BEGIN Given data

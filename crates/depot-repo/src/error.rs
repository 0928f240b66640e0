//! Error types for artifact resolution

use depot_core::CoreError;
use thiserror::Error;

/// Artifact resolution errors
#[derive(Debug, Error)]
pub enum RepoError {
    // ============ Lookup Errors ============
    #[error("Artifact not found: {path}")]
    ArtifactNotFound { path: String },

    #[error("Storage not found: {id}")]
    StorageNotFound { id: String },

    #[error("Repository not found: {storage}:{id}")]
    RepositoryNotFound { storage: String, id: String },

    // ============ Repository State Errors ============
    #[error("Repository is out of service: {repository}")]
    RepositoryOutOfService { repository: String },

    #[error("Operation '{operation}' is not supported by {repository}")]
    UnsupportedOperation {
        operation: String,
        repository: String,
    },

    #[error("Artifact cannot be stored: {path} ({reason})")]
    ArtifactCannotBeStored { path: String, reason: String },

    #[error("Configuration inconsistency: {message}")]
    ConfigurationInconsistency { message: String },

    // ============ Remote Errors ============
    #[error("Remote does not support byte ranges, cannot resume {url} at offset {offset}")]
    RangeNotSupported { url: String, offset: u64 },

    #[error("Transient I/O failure: {message}")]
    TransientIo { message: String },

    #[error("Request timeout: {url}")]
    Timeout { url: String },

    #[error("Network error: {message}")]
    NetworkError { message: String },

    #[error("HTTP error: {status} - {message}")]
    HttpError { status: u16, message: String },

    #[error("Invalid redirect from {url}: {reason}")]
    InvalidRedirect { url: String, reason: String },

    // ============ Integrity Errors ============
    #[error("Checksum mismatch for {path}: expected {expected}, got {actual}")]
    ChecksumMismatch {
        path: String,
        expected: String,
        actual: String,
    },

    // ============ Path / Index Errors ============
    #[error("Invalid path '{path}': {reason}")]
    InvalidPath { path: String, reason: String },

    #[error("Artifact index error: {message}")]
    IndexError { message: String },

    // ============ Wrapped Errors ============
    #[error(transparent)]
    Core(#[from] CoreError),

    #[error("IO error: {0}")]
    Io(#[from] std::io::Error),
}

/// Result type for resolution operations
pub type Result<T> = std::result::Result<T, RepoError>;

impl RepoError {
    /// Whether a remote fetch may be retried after this error
    pub fn is_transient(&self) -> bool {
        matches!(
            self,
            RepoError::TransientIo { .. } | RepoError::Timeout { .. } | RepoError::NetworkError { .. }
        )
    }
}

impl From<reqwest::Error> for RepoError {
    fn from(e: reqwest::Error) -> Self {
        let url = e.url().map(|u| u.to_string()).unwrap_or_default();
        if e.is_timeout() {
            RepoError::Timeout { url }
        } else if e.is_connect() {
            RepoError::NetworkError {
                message: format!("Connection failed: {}", e),
            }
        } else if let Some(status) = e.status() {
            RepoError::HttpError {
                status: status.as_u16(),
                message: e.to_string(),
            }
        } else if e.is_body() || e.is_decode() {
            RepoError::TransientIo {
                message: e.to_string(),
            }
        } else {
            RepoError::NetworkError {
                message: e.to_string(),
            }
        }
    }
}

impl From<rusqlite::Error> for RepoError {
    fn from(e: rusqlite::Error) -> Self {
        RepoError::IndexError {
            message: e.to_string(),
        }
    }
}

END Given data

**Your instructions:**
The response must give every line from the material above that holds the string "actual".

**Answer box:**
    #[error("Checksum mismatch for {path}: expected {expected}, got {actual}")]
        actual: String,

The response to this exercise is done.